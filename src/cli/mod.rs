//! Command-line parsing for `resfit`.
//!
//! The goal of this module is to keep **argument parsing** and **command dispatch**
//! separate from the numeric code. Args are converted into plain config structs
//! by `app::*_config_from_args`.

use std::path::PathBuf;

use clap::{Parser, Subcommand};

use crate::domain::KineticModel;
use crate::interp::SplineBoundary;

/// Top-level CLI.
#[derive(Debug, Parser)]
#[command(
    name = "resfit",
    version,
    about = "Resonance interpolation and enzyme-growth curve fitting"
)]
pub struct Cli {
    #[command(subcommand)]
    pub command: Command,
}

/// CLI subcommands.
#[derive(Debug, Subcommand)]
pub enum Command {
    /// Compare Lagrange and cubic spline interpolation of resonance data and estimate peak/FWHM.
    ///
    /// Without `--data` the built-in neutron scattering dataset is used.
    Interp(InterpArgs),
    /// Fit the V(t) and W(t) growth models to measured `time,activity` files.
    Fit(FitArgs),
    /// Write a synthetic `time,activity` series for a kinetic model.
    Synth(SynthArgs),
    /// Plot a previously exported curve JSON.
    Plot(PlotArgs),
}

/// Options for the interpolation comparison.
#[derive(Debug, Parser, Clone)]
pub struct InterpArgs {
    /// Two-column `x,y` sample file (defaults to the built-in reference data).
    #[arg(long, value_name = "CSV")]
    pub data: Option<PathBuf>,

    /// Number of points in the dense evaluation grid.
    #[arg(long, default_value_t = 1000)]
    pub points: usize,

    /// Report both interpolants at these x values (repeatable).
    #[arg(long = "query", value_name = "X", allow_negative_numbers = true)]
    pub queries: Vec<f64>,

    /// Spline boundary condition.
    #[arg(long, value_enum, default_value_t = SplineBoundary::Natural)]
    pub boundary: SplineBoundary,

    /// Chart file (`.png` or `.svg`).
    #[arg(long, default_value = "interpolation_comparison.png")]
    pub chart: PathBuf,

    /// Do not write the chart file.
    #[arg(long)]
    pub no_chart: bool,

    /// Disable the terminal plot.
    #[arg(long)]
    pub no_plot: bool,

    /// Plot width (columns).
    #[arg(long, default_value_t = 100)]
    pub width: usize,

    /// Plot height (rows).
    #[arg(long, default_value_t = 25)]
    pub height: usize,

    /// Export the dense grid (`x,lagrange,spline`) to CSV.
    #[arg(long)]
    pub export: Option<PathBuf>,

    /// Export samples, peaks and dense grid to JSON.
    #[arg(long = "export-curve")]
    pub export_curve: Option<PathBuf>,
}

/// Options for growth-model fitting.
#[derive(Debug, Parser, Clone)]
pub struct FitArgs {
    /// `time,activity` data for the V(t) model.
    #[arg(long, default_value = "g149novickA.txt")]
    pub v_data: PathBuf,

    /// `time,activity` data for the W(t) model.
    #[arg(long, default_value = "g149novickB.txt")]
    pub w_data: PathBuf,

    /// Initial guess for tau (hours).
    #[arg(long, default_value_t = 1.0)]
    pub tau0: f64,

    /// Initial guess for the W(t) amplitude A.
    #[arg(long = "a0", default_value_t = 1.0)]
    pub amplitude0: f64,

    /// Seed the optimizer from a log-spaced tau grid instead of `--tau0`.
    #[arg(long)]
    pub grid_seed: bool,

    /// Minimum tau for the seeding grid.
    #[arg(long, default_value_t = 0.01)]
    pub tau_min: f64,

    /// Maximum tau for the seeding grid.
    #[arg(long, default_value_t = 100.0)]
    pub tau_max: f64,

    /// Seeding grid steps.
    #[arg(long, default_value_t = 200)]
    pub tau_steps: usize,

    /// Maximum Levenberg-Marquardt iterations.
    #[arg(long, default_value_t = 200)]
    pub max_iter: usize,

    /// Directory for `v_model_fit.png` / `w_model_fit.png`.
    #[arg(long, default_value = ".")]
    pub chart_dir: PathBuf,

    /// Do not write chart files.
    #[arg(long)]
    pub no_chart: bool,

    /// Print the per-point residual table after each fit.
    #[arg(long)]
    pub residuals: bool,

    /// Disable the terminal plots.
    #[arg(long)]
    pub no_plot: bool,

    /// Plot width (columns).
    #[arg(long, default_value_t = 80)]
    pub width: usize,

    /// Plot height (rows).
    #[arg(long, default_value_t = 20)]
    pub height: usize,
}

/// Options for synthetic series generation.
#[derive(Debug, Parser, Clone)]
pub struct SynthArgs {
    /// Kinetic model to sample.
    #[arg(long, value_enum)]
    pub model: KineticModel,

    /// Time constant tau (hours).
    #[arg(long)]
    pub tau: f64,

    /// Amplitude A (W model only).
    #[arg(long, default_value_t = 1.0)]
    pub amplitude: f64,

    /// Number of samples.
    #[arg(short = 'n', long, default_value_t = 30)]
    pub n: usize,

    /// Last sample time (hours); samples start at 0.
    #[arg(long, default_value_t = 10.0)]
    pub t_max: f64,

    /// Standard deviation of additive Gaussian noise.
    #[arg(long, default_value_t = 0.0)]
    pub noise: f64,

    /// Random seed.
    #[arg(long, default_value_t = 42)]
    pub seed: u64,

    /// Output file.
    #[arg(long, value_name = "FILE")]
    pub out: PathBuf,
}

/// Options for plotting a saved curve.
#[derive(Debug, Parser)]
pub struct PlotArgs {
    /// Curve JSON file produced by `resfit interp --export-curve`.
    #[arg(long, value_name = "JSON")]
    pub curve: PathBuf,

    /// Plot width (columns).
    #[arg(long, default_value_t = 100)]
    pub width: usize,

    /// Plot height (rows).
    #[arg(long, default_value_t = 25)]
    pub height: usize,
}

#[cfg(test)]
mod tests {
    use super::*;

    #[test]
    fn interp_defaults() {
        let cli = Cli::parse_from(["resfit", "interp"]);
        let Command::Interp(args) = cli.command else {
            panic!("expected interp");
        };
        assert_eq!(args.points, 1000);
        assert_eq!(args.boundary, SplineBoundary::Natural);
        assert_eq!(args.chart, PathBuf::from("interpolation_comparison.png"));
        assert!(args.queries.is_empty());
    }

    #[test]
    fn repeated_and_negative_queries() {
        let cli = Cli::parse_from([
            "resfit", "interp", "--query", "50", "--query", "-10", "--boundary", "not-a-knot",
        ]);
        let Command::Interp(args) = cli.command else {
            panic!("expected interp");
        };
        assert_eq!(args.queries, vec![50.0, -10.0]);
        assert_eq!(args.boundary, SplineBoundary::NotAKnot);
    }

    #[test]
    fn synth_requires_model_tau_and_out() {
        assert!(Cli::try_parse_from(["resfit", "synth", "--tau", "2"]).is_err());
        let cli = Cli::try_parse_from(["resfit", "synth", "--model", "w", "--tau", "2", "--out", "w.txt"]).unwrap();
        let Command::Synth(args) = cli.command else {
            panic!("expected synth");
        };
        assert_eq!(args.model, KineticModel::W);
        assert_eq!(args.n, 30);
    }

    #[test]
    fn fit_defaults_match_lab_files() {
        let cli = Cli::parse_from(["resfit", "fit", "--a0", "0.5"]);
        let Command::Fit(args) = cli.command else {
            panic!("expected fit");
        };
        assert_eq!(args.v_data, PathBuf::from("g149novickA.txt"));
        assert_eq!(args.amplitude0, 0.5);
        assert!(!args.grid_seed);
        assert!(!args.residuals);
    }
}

========

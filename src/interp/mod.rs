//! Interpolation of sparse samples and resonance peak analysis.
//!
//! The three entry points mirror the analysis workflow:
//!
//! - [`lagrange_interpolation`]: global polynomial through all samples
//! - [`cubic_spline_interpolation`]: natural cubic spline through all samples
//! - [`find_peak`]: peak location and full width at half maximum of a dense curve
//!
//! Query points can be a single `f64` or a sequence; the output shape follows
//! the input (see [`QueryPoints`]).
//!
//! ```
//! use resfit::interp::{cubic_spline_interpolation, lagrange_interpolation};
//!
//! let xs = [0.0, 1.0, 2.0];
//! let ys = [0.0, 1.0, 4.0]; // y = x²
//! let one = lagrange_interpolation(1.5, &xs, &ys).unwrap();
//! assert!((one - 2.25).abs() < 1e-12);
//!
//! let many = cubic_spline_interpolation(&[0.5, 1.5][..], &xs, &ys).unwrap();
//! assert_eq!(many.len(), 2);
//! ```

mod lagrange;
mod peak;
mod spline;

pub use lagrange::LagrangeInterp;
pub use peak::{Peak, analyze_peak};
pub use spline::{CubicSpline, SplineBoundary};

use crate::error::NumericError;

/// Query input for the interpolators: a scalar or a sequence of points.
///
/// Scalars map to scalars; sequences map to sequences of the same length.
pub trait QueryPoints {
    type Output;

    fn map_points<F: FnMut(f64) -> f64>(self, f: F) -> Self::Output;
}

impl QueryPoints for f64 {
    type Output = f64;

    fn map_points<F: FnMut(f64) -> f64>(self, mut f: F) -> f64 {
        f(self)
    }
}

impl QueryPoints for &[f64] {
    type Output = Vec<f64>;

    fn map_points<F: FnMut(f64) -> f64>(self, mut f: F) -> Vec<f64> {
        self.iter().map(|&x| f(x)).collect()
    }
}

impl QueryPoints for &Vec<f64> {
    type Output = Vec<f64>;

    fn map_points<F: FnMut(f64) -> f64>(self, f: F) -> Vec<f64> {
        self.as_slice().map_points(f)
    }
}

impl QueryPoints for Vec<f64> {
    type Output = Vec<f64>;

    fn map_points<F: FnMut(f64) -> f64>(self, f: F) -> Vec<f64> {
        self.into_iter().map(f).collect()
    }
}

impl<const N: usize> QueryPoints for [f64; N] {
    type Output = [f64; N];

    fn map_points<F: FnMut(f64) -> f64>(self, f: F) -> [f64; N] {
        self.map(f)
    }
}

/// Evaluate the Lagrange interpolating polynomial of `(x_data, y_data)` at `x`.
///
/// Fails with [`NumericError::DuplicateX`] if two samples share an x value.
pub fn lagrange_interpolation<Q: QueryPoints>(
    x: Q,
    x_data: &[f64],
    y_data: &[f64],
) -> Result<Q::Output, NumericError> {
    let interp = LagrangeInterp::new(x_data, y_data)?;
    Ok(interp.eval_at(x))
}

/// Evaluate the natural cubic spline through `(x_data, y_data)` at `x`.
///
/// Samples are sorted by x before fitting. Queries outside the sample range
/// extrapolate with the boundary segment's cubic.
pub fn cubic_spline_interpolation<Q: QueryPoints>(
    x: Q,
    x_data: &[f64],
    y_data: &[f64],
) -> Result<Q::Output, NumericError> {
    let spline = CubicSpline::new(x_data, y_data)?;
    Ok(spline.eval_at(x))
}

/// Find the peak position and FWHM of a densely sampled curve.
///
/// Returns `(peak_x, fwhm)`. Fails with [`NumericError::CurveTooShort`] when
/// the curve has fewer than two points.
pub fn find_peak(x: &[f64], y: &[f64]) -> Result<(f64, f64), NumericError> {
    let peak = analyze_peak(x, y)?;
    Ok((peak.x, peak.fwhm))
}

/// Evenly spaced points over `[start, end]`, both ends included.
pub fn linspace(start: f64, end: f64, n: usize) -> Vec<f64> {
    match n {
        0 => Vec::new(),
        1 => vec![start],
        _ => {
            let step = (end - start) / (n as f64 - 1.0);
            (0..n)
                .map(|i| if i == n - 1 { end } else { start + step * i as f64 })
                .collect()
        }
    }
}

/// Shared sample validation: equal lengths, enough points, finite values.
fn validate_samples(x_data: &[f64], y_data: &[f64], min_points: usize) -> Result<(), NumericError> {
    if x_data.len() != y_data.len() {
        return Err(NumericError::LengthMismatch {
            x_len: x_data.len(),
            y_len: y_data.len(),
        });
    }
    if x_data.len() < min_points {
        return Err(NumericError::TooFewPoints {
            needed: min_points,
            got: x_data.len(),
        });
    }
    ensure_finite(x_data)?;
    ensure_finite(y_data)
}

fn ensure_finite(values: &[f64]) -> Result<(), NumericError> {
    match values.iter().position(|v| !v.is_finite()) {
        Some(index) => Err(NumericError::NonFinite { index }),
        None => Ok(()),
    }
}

========

● **THE PROBLEM**
Look above for the line that contains "filename src/cli/mod.rs". Starting there, transcribe every line exactly until you have copied the line that contains "use crate::domain::KineticModel;".

● **WRITTEN SOLUTION**
filename src/cli/mod.rs
//! Command-line parsing for `resfit`.
//!
//! The goal of this module is to keep **argument parsing** and **command dispatch**
//! separate from the numeric code. Args are converted into plain config structs
//! by `app::*_config_from_args`.

use std::path::PathBuf;

use clap::{Parser, Subcommand};

use crate::domain::KineticModel;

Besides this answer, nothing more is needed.